#[test]
fn int32_bound_out_of_range() {
    let compilation = Compiler::compile_str(
        indoc! {r#"
            openapi: 3.1.0
            info: {title: t, version: "1"}
            components:
              schemas:
                Count:
                  type: integer
                  format: int32
                  maximum: 10000000000
        "#},
        CompileConfig::default(),
    );
    assert!(!compilation.is_success());
    assert_eq!(kinds(&compilation), [DiagnosticKind::ConstraintMismatch]);
}

#[test]
fn narrow_format_bound_out_of_range() {
    let compilation = Compiler::compile_str(
        indoc! {r#"
            openapi: 3.1.0
            info: {title: t, version: "1"}
            components:
              schemas:
                Level:
                  type: integer
                  format: uint8
                  maximum: 300
        "#},
        CompileConfig::default(),
    );
    assert_eq!(kinds(&compilation), [DiagnosticKind::ConstraintMismatch]);
}

#[test]
fn unsupported_integer_format() {
    let compilation = Compiler::compile_str(
        indoc! {r#"
            openapi: 3.1.0
            info: {title: t, version: "1"}
            components:
              schemas:
                Count:
                  type: integer
                  format: weird
        "#},
        CompileConfig::default(),
    );
    assert!(!compilation.is_success());
    assert_eq!(kinds(&compilation), [DiagnosticKind::UnsupportedFormat]);
}

#[test]
fn all_of_nullable_branch() {
    let ir = Compiler::expect_valid(indoc! {r##"
        openapi: 3.0.3
        info: {title: t, version: "1"}
        paths: {}
        components:
          schemas:
            Code:
              allOf:
                - {type: string, nullable: true}
                - {type: string, minLength: 2}
            Holder:
              type: object
              required: [code]
              properties:
                code: {$ref: "#/components/schemas/Code"}
    "##});

    let TypeKind::Struct { fields, .. } = &ir.type_by_name("Holder").unwrap().kind else {
        panic!("expected a struct");
    };
    let TypeKind::Generic {
        optional, nullable, ..
    } = &ir.ty(fields[0].ty.id).kind
    else {
        panic!("expected a generic");
    };
    assert!(!*optional);
    assert!(*nullable);

    let (kind, validation) = validation(&ir, "Code");
    assert_eq!(*kind, PrimitiveKind::String);
    assert_eq!(validation.min_length, Some(2));
}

———

▶ **Work required**: Write out every line of the records exactly.

▶ **Answer below**:
#[test]
fn int32_bound_out_of_range() {
    let compilation = Compiler::compile_str(
        indoc! {r#"
            openapi: 3.1.0
            info: {title: t, version: "1"}
            components:
              schemas:
                Count:
                  type: integer
                  format: int32
                  maximum: 10000000000
        "#},
        CompileConfig::default(),
    );
    assert!(!compilation.is_success());
    assert_eq!(kinds(&compilation), [DiagnosticKind::ConstraintMismatch]);
}

#[test]
fn narrow_format_bound_out_of_range() {
    let compilation = Compiler::compile_str(
        indoc! {r#"
            openapi: 3.1.0
            info: {title: t, version: "1"}
            components:
              schemas:
                Level:
                  type: integer
                  format: uint8
                  maximum: 300
        "#},
        CompileConfig::default(),
    );
    assert_eq!(kinds(&compilation), [DiagnosticKind::ConstraintMismatch]);
}

#[test]
fn unsupported_integer_format() {
    let compilation = Compiler::compile_str(
        indoc! {r#"
            openapi: 3.1.0
            info: {title: t, version: "1"}
            components:
              schemas:
                Count:
                  type: integer
                  format: weird
        "#},
        CompileConfig::default(),
    );
    assert!(!compilation.is_success());
    assert_eq!(kinds(&compilation), [DiagnosticKind::UnsupportedFormat]);
}

#[test]
fn all_of_nullable_branch() {
    let ir = Compiler::expect_valid(indoc! {r##"
        openapi: 3.0.3
        info: {title: t, version: "1"}
        paths: {}
        components:
          schemas:
            Code:
              allOf:
                - {type: string, nullable: true}
                - {type: string, minLength: 2}
            Holder:
              type: object
              required: [code]
              properties:
                code: {$ref: "#/components/schemas/Code"}
    "##});

    let TypeKind::Struct { fields, .. } = &ir.type_by_name("Holder").unwrap().kind else {
        panic!("expected a struct");
    };
    let TypeKind::Generic {
        optional, nullable, ..
    } = &ir.ty(fields[0].ty.id).kind
    else {
        panic!("expected a generic");
    };
    assert!(!*optional);
    assert!(*nullable);

    let (kind, validation) = validation(&ir, "Code");
    assert_eq!(*kind, PrimitiveKind::String);
    assert_eq!(validation.min_length, Some(2));
}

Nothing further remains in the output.